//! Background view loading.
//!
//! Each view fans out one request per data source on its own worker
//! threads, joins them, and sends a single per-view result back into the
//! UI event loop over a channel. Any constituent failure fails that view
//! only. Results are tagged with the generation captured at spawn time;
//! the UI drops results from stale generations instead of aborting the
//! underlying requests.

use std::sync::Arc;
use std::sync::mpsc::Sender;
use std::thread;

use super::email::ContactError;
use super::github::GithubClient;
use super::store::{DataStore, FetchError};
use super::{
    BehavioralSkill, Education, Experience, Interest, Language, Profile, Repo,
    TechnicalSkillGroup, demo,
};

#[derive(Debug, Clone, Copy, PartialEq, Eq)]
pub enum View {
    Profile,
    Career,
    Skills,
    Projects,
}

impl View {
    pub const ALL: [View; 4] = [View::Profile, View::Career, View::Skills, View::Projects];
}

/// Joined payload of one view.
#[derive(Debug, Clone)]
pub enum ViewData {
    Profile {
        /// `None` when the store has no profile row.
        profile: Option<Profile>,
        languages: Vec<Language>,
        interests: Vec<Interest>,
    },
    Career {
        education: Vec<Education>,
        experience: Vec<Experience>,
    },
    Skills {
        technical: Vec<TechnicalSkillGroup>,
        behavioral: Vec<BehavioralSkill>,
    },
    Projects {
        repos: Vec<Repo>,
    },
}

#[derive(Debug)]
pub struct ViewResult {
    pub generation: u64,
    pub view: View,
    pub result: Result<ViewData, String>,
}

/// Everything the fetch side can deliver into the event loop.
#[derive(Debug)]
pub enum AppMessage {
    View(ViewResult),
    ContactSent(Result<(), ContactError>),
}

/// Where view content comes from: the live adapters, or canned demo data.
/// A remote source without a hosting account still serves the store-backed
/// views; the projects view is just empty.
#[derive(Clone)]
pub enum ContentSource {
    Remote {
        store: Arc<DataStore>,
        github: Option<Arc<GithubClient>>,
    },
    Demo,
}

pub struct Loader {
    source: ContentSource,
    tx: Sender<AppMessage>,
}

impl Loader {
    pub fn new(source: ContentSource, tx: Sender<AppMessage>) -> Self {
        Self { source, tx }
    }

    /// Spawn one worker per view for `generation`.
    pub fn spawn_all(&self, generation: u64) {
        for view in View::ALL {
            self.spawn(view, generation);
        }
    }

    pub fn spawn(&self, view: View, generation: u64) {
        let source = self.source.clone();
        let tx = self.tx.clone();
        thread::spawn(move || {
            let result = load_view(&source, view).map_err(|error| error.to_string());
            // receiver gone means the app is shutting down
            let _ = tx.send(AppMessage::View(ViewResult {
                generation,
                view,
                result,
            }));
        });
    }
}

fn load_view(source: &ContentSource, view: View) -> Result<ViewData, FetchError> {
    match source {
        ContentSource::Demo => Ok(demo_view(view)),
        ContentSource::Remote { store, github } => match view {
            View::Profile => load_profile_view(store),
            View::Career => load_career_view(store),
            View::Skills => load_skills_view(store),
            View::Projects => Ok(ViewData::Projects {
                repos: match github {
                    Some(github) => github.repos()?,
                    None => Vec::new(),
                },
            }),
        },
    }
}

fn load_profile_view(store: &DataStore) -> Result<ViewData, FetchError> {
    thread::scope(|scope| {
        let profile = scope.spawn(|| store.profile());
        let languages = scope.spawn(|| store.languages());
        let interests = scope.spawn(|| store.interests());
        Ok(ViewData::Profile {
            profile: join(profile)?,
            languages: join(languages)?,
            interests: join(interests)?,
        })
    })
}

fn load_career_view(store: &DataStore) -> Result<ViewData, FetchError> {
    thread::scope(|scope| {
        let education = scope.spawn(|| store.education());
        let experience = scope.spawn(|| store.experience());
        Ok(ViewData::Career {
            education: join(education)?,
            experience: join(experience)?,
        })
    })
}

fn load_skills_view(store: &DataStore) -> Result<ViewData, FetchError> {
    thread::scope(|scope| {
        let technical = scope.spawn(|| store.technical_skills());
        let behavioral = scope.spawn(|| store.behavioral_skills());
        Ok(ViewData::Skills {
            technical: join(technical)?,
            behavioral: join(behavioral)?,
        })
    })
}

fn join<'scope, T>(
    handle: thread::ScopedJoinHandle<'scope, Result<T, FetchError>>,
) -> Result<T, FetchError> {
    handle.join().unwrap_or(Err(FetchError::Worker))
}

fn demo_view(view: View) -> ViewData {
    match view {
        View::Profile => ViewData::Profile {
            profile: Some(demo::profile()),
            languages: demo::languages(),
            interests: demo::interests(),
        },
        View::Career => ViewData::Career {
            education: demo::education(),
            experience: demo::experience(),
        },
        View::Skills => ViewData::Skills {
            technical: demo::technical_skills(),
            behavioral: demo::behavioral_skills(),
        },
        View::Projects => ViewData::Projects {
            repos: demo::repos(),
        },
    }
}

————

**Aim of the exercise**
Return exactly the lines from the beginning of the data above through the one containing "fails that view", please. Include both end lines and add nothing else.

**Answer to this exercise**
//! Background view loading.
//!
//! Each view fans out one request per data source on its own worker
//! threads, joins them, and sends a single per-view result back into the
//! UI event loop over a channel. Any constituent failure fails that view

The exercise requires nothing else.